The Check Sheet is a simple document that is used for collecting data in real time and at the location where the data is generated. It is a form designed for collecting and analysing desired information, and a Quality Tool that can be used in a variety of scenarios. E.g. as part of Continuous Improvement activities or a 8D Problem Solving exercise. It is sometimes also called a tally sheet and is one of the seven basic tools of quality control.
When to use Check Sheets
- Data can be observed and collected repeatedly by either the same person or at the same location.
- When needed to collect data on frequency and identifying patterns of events, problems, defects, and defect location, and for identifying defect causes.
- When collecting data from a manufacturing process.
Basic Types of Check Sheets
There are many types of check sheets that can be designed to collect any data that is needed for further analysis.
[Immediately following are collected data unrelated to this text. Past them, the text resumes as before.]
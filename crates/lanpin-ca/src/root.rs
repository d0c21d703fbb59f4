//! Root authority: self-signed, pinned rather than publicly trusted.

use rcgen::{
    BasicConstraints, Certificate, CertificateParams, DistinguishedName, DnType, IsCa, KeyPair,
    KeyUsagePurpose,
};
use uuid::Uuid;

use crate::error::Result;
use crate::identity::{Fingerprint, Identity};
use crate::{offset_to_chrono, random_serial, CertificateInfo, CertificateType, ValidityPeriod};

/// Placeholder subject. Nothing checks it; clients pin the fingerprint.
const ROOT_COMMON_NAME: &str = "example.com";
const ROOT_ORGANIZATION: &str = "ACME Signing Authority Inc";

/// Self-signed root certificate authority.
pub struct RootAuthority {
    key_pair: KeyPair,
    certificate: Certificate,
    key_pem: String,
    fingerprint: Fingerprint,
    not_after: time::OffsetDateTime,
    /// Metadata
    pub info: CertificateInfo,
}

impl RootAuthority {
    /// Self-sign a root certificate over an existing key.
    pub fn self_sign(key_pair: KeyPair, validity: ValidityPeriod) -> Result<Self> {
        let mut params = CertificateParams::default();

        let mut dn = DistinguishedName::new();
        dn.push(DnType::CountryName, "US");
        dn.push(DnType::StateOrProvinceName, "Utah");
        dn.push(DnType::LocalityName, "Provo");
        dn.push(DnType::OrganizationName, ROOT_ORGANIZATION);
        dn.push(DnType::CommonName, ROOT_COMMON_NAME);
        params.distinguished_name = dn;

        params.is_ca = IsCa::Ca(BasicConstraints::Unconstrained);
        params.key_usages = vec![
            KeyUsagePurpose::KeyCertSign,
            KeyUsagePurpose::CrlSign,
            KeyUsagePurpose::DigitalSignature,
        ];

        let not_before = time::OffsetDateTime::now_utc();
        let not_after = not_before + time::Duration::days(i64::from(validity.days()));
        params.not_before = not_before;
        params.not_after = not_after;

        let (serial, serial_hex) = random_serial();
        params.serial_number = Some(serial);

        let certificate = params.self_signed(&key_pair)?;
        let fingerprint = Fingerprint::of_der(certificate.der());
        let key_pem = key_pair.serialize_pem();

        let info = CertificateInfo {
            id: Uuid::new_v4(),
            serial: serial_hex,
            subject: ROOT_COMMON_NAME.to_string(),
            issuer: ROOT_COMMON_NAME.to_string(),
            not_before: offset_to_chrono(not_before),
            not_after: offset_to_chrono(not_after),
            cert_type: CertificateType::Root,
        };

        Ok(Self {
            key_pair,
            certificate,
            key_pem,
            fingerprint,
            not_after,
            info,
        })
    }

    /// SHA-256 fingerprint of the certificate DER.
    pub const fn fingerprint(&self) -> &Fingerprint {
        &self.fingerprint
    }

    /// Identity derived from this root's fingerprint.
    pub fn identity(&self) -> Identity {
        Identity::from_fingerprint(&self.fingerprint)
    }

    pub fn certificate_pem(&self) -> String {
        self.certificate.pem()
    }

    pub fn private_key_pem(&self) -> &str {
        &self.key_pem
    }

    /// Get the certificate.
    pub const fn certificate(&self) -> &Certificate {
        &self.certificate
    }

    /// Get the key pair.
    pub const fn key_pair(&self) -> &KeyPair {
        &self.key_pair
    }

    /// Upper bound for anything this root signs.
    pub(crate) const fn not_after(&self) -> time::OffsetDateTime {
        self.not_after
    }
}
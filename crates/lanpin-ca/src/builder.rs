//! Ordered chain build.
//!
//! Each step persists its artifact before the next one starts, and a failure
//! aborts the build tagged with the step it happened in. Nothing is retried
//! and nothing is cleaned up: re-running overwrites every artifact.

use serde::Serialize;
use std::fmt;
use tracing::{debug, info};

use crate::error::{CaError, Result};
use crate::identity::{Fingerprint, Identity};
use crate::leaf::LeafCertificateRequest;
use crate::root::RootAuthority;
use crate::store::CertStore;
use crate::verify::identity_of_root;
use crate::{CertificateInfo, KeyAlgorithm, ValidityPeriod};

/// Build steps, in execution order.
#[derive(Debug, Clone, Copy, PartialEq, Eq, Serialize)]
#[serde(rename_all = "kebab-case")]
pub enum BuildStep {
    /// Create store directories and drop a stale leaf
    PrepareStore,
    /// Generate and persist the root key
    GenerateRootKey,
    /// Self-sign and persist the root certificate
    SelfSignRoot,
    /// Generate and persist the leaf key
    GenerateLeafKey,
    /// Fingerprint the root and derive the identity
    DeriveIdentity,
    /// Create and persist the leaf signing request
    CreateRequest,
    /// Sign the request with the root and persist the leaf
    SignLeaf,
}

impl fmt::Display for BuildStep {
    fn fmt(&self, f: &mut fmt::Formatter<'_>) -> fmt::Result {
        let name = match self {
            Self::PrepareStore => "prepare-store",
            Self::GenerateRootKey => "generate-root-key",
            Self::SelfSignRoot => "self-sign-root",
            Self::GenerateLeafKey => "generate-leaf-key",
            Self::DeriveIdentity => "derive-identity",
            Self::CreateRequest => "create-request",
            Self::SignLeaf => "sign-leaf",
        };
        f.write_str(name)
    }
}

/// Result of a successful build. Immutable; hand it to every consumer.
#[derive(Debug, Clone)]
pub struct ChainMaterial {
    /// Identity shared by the leaf CN, discovery and pairing
    pub identity: Identity,
    /// Root certificate fingerprint
    pub fingerprint: Fingerprint,
    /// Where the artifacts live
    pub store: CertStore,
    /// Root metadata
    pub root: CertificateInfo,
    /// Leaf metadata
    pub leaf: CertificateInfo,
}

/// Runs the ordered key/cert sequence against a store.
#[derive(Debug, Clone)]
pub struct ChainBuilder {
    store: CertStore,
    algorithm: KeyAlgorithm,
    validity: ValidityPeriod,
}

fn step<T>(step: BuildStep, f: impl FnOnce() -> Result<T>) -> Result<T> {
    debug!(%step, "build step");
    f().map_err(|e| e.at(step))
}

impl ChainBuilder {
    pub fn new(store: CertStore) -> Self {
        Self {
            store,
            algorithm: KeyAlgorithm::default(),
            validity: ValidityPeriod::Pinned,
        }
    }

    /// Key algorithm for both root and leaf.
    #[must_use]
    pub const fn algorithm(mut self, algorithm: KeyAlgorithm) -> Self {
        self.algorithm = algorithm;
        self
    }

    /// Validity for both root and leaf.
    #[must_use]
    pub const fn validity(mut self, validity: ValidityPeriod) -> Self {
        self.validity = validity;
        self
    }

    pub const fn store(&self) -> &CertStore {
        &self.store
    }

    /// Run every step in order.
    pub fn build(&self) -> Result<ChainMaterial> {
        let store = &self.store;

        step(BuildStep::PrepareStore, || {
            store.ensure_dirs()?;
            // The old leaf chains to a root we are about to replace.
            store.remove_leaf_cert()?;
            Ok(())
        })?;

        let root_key = step(BuildStep::GenerateRootKey, || {
            let key = self.algorithm.generate()?;
            store.write_private(&store.ca_key(), &key.serialize_pem())?;
            Ok(key)
        })?;

        let root = step(BuildStep::SelfSignRoot, || {
            let root = RootAuthority::self_sign(root_key, self.validity)?;
            store.write_public(&store.ca_cert(), &root.certificate_pem())?;
            Ok(root)
        })?;

        let leaf_key = step(BuildStep::GenerateLeafKey, || {
            let key = self.algorithm.generate()?;
            store.write_private(&store.server_key(), &key.serialize_pem())?;
            Ok(key)
        })?;

        let identity = step(BuildStep::DeriveIdentity, || {
            // Derive from the persisted certificate, as a client would.
            let persisted = identity_of_root(&store.read(&store.ca_cert())?)?;
            if persisted != root.identity() {
                return Err(CaError::Verification(
                    "persisted root does not match generated root".into(),
                ));
            }
            Ok(persisted)
        })?;

        let request = step(BuildStep::CreateRequest, || {
            let request = LeafCertificateRequest::new(&leaf_key, &identity)?;
            store.write_public(&store.server_csr(), request.csr_pem())?;
            Ok(request)
        })?;

        let leaf = step(BuildStep::SignLeaf, || {
            let leaf = request.sign(&root, self.validity)?;
            store.write_public(&store.server_cert(), leaf.certificate_pem())?;
            Ok(leaf)
        })?;

        info!(
            identity = %identity,
            fingerprint = %root.fingerprint(),
            dir = %store.base().display(),
            "generated certificate chain"
        );

        Ok(ChainMaterial {
            identity,
            fingerprint: *root.fingerprint(),
            store: store.clone(),
            root: root.info.clone(),
            leaf: leaf.info,
        })
    }
}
The five basic types of Check Sheets as listed below.
Process Check Sheet: These check sheets are used to create frequency distribution tally sheets used to construct histograms. A measurement scale is divided into intervals, and measurements are indicated by checking an appropriate interval.
Defect Check Sheet: For this check sheet defects or failure modes are listed and their frequency is recorded.
Defect Location Check Sheet: This Check Sheet is a drawing, photo or render of a product, where defect locations are marked on the sheet. Typically an area will have a concentration of marks, which is valuable information when doing the root cause analysis.
Check List: The items to be performed as part of a task are listed, so that when each is accomplished, it can be indicated as having been completed.
Stratification Check Sheet: Is used to classify defects into categories for additional information. Just knowing you had 82 defects in total does not provide much information to work with, but if you know how many you have on each shift, from which process step or on which variant, it would be very useful for identifying the root cause.
Advantage of using Check Sheets
It is a simple and effective way to collect and display data, and is a good first step in understanding the nature of the problem. It also helps distinguish opinions from facts in problem solving activities.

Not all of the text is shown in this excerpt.